#### EXERCISE PROMPT:
Please return every line from the entries that has the string "contains" in it.

Stored dataset items:
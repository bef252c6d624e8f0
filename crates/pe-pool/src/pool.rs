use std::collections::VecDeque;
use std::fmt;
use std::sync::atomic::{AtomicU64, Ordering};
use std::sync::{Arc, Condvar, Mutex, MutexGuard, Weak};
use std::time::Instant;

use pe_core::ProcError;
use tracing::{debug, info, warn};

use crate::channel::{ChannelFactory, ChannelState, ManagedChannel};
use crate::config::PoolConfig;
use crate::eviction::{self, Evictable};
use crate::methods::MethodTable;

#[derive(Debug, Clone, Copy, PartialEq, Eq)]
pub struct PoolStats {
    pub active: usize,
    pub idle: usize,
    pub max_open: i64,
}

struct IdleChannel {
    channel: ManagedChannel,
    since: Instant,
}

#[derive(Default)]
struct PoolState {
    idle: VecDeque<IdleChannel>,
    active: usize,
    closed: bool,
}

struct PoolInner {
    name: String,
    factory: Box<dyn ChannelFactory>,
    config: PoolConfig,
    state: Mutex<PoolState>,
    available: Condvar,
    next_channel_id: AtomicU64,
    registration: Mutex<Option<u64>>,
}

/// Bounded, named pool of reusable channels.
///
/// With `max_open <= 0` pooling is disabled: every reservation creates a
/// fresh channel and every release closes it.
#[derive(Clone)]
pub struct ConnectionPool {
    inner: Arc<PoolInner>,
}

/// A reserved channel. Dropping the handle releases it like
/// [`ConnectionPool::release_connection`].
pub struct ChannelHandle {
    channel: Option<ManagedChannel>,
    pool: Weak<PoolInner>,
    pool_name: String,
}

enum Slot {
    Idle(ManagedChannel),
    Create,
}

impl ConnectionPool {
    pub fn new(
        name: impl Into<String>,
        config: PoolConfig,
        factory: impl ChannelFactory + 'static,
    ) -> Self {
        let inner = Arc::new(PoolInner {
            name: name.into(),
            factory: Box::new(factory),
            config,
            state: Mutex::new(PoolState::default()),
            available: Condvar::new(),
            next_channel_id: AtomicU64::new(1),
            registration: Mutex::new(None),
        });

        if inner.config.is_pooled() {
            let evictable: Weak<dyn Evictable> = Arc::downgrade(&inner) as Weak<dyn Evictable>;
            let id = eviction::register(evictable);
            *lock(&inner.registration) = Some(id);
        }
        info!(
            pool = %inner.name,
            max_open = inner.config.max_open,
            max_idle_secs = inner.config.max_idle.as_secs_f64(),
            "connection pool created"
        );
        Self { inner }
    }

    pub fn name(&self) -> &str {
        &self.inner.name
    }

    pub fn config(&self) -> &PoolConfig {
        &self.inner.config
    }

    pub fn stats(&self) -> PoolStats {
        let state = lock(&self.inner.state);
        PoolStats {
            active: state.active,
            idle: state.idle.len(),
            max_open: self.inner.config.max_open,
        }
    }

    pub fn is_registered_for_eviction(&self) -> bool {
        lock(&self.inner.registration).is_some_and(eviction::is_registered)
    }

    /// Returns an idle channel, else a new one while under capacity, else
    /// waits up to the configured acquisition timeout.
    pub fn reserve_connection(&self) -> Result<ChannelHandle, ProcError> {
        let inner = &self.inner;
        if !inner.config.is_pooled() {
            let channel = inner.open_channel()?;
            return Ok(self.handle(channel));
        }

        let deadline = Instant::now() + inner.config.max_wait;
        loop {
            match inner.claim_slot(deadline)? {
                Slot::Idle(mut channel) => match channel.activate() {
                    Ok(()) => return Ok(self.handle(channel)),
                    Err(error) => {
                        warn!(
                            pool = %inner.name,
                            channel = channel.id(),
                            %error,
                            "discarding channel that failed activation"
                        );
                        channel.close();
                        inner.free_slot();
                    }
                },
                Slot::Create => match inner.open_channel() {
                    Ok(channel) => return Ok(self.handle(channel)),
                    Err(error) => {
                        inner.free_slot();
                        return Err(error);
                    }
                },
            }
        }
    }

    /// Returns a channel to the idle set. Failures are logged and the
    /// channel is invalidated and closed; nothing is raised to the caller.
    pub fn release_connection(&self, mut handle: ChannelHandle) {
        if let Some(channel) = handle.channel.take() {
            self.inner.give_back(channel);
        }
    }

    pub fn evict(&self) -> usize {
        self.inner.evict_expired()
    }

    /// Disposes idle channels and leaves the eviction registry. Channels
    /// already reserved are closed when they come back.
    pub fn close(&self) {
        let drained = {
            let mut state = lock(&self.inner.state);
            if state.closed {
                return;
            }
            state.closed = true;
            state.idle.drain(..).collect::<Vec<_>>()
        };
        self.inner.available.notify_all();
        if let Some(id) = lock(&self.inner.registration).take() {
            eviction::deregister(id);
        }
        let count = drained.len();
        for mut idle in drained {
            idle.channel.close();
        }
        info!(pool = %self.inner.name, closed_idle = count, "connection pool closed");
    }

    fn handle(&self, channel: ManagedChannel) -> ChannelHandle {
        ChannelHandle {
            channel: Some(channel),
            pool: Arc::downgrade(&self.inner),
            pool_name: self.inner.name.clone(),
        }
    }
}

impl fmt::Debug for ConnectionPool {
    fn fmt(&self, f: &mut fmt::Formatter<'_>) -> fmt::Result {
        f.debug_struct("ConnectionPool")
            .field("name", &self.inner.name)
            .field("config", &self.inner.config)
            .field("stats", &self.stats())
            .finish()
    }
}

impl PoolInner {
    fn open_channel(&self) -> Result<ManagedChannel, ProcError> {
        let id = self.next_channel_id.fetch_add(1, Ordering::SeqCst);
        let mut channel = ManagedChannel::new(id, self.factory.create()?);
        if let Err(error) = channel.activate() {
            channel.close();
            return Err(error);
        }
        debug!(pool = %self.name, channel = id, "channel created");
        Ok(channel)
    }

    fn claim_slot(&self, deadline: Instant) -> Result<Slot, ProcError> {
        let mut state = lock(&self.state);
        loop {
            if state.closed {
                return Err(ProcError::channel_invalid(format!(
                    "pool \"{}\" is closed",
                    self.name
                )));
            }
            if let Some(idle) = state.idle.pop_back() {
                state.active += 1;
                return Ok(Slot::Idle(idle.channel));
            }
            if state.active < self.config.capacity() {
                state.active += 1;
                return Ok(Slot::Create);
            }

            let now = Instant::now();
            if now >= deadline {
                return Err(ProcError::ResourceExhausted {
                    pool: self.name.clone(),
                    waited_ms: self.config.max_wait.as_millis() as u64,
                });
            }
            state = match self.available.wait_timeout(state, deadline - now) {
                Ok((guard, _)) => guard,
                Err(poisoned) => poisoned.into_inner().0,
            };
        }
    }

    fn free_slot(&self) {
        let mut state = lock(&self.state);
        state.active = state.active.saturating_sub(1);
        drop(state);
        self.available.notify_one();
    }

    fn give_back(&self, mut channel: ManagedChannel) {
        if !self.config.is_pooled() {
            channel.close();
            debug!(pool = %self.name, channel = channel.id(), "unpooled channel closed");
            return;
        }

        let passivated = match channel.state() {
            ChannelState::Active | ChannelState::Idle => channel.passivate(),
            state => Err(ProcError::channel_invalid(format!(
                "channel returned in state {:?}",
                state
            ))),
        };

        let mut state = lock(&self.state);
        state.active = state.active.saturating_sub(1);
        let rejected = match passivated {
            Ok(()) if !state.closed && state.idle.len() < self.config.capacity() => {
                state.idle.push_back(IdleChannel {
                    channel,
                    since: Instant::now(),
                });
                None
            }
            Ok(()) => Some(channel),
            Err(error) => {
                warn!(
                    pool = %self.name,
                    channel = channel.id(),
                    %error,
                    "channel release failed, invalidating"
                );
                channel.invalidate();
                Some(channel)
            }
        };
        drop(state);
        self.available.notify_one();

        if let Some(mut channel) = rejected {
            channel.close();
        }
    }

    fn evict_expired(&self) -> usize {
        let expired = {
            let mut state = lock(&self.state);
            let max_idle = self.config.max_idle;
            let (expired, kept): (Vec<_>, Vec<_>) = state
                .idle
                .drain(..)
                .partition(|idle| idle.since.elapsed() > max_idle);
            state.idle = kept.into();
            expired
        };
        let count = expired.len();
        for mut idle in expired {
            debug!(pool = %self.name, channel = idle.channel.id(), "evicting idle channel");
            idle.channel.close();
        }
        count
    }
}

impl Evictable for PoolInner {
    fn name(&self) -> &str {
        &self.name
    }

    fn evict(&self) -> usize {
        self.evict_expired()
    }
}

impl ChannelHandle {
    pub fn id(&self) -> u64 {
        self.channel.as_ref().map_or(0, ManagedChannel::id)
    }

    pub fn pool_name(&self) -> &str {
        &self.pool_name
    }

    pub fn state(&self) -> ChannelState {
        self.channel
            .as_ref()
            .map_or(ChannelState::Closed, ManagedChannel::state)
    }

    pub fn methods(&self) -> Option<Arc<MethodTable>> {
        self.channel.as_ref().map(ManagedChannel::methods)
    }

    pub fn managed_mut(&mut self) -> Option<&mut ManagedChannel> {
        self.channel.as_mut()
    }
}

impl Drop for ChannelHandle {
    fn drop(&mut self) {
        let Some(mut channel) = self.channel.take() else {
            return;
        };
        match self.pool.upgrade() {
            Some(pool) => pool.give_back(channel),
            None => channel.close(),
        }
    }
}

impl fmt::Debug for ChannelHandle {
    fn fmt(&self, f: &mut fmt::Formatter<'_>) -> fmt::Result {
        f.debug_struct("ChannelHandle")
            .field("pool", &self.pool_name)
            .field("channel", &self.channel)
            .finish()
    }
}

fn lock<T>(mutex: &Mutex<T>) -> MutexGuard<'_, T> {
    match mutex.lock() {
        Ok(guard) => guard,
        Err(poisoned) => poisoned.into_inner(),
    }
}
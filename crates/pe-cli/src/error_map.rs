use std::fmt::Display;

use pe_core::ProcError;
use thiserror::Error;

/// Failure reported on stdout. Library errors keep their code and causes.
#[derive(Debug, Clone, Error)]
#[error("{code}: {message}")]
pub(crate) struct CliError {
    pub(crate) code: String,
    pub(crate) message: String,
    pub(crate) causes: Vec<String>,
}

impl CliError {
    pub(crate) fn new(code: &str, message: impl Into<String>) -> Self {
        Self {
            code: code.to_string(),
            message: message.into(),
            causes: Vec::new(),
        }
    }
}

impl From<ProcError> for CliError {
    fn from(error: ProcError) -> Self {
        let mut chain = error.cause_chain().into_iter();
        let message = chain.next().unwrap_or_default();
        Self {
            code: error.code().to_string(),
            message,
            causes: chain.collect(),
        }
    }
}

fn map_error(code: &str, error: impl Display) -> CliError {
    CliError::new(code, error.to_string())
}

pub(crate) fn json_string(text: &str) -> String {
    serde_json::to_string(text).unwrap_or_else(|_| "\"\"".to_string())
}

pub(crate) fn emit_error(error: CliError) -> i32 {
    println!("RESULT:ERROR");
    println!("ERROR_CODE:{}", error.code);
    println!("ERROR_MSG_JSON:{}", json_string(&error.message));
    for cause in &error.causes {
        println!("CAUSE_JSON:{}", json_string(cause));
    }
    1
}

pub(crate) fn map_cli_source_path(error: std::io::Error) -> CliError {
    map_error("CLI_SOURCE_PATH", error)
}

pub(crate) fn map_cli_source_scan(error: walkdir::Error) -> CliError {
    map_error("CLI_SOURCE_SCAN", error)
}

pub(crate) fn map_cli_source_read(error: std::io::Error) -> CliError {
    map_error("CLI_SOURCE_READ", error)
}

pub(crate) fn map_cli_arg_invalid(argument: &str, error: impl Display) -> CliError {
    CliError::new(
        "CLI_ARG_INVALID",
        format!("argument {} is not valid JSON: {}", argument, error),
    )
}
---
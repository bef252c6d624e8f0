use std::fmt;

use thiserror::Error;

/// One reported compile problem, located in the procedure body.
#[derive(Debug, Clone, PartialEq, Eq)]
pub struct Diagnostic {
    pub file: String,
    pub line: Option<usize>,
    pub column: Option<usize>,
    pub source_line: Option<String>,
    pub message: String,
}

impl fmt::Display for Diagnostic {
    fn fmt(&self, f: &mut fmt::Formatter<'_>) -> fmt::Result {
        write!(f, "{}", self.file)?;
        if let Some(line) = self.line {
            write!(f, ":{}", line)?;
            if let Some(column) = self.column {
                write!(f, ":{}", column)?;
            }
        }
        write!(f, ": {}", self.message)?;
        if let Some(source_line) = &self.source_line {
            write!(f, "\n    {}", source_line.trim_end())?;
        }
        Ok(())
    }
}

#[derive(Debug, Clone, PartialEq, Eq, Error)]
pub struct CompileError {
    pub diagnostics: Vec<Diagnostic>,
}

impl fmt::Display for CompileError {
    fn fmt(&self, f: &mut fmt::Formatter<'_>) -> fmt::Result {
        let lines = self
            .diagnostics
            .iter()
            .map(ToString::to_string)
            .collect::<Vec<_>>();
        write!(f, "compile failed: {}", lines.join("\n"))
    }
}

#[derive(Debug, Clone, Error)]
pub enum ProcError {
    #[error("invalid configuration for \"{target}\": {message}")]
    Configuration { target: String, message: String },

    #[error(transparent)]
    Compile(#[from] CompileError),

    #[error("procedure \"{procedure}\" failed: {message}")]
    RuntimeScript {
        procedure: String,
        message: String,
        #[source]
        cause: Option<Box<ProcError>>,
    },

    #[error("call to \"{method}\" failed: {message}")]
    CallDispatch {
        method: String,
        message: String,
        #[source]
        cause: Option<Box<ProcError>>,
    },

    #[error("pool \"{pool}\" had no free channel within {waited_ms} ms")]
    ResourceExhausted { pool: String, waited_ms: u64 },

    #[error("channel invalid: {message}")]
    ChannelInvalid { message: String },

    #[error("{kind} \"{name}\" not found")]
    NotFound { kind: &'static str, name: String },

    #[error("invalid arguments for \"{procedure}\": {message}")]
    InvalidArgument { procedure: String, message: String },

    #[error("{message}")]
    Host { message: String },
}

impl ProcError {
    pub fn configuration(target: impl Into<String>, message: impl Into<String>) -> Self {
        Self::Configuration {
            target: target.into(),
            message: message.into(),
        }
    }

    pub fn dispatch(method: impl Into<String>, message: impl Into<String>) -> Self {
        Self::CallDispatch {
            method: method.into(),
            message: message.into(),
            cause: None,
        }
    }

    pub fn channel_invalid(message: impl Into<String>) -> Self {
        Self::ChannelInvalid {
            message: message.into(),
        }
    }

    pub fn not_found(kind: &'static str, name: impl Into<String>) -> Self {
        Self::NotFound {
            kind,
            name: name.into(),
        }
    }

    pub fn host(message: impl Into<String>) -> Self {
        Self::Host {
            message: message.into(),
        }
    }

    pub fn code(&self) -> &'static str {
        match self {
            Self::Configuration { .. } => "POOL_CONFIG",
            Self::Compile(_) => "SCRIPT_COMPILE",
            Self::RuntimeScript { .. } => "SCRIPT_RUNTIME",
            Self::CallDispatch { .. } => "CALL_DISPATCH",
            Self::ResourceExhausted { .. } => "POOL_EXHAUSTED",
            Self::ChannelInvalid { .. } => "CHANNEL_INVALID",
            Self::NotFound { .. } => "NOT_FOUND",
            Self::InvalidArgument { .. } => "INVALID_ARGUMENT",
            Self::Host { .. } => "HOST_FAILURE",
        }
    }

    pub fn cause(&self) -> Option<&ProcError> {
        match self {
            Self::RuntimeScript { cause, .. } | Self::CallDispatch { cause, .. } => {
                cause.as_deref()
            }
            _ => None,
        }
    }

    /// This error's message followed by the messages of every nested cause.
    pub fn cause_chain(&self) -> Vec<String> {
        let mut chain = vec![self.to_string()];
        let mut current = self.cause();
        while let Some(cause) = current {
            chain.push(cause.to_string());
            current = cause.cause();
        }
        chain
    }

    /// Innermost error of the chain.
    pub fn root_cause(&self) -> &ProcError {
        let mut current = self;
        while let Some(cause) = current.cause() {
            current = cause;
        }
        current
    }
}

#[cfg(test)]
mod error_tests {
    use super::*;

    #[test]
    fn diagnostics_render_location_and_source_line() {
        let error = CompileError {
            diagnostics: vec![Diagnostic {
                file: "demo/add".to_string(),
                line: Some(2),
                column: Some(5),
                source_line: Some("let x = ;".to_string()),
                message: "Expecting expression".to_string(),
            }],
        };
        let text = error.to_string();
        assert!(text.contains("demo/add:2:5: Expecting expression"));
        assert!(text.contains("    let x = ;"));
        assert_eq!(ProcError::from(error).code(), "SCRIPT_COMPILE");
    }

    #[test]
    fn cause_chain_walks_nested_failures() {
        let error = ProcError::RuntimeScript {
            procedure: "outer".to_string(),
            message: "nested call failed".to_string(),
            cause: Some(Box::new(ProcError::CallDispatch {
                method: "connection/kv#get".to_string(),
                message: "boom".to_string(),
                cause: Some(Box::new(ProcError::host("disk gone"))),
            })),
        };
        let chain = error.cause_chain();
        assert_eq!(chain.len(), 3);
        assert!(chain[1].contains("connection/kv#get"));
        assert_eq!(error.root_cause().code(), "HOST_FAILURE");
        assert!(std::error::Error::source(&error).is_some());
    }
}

#### EXERCISE RESULT:
        assert!(text.contains("demo/add:2:5: Expecting expression"));
        assert!(text.contains("    let x = ;"));
        assert!(chain[1].contains("connection/kv#get"));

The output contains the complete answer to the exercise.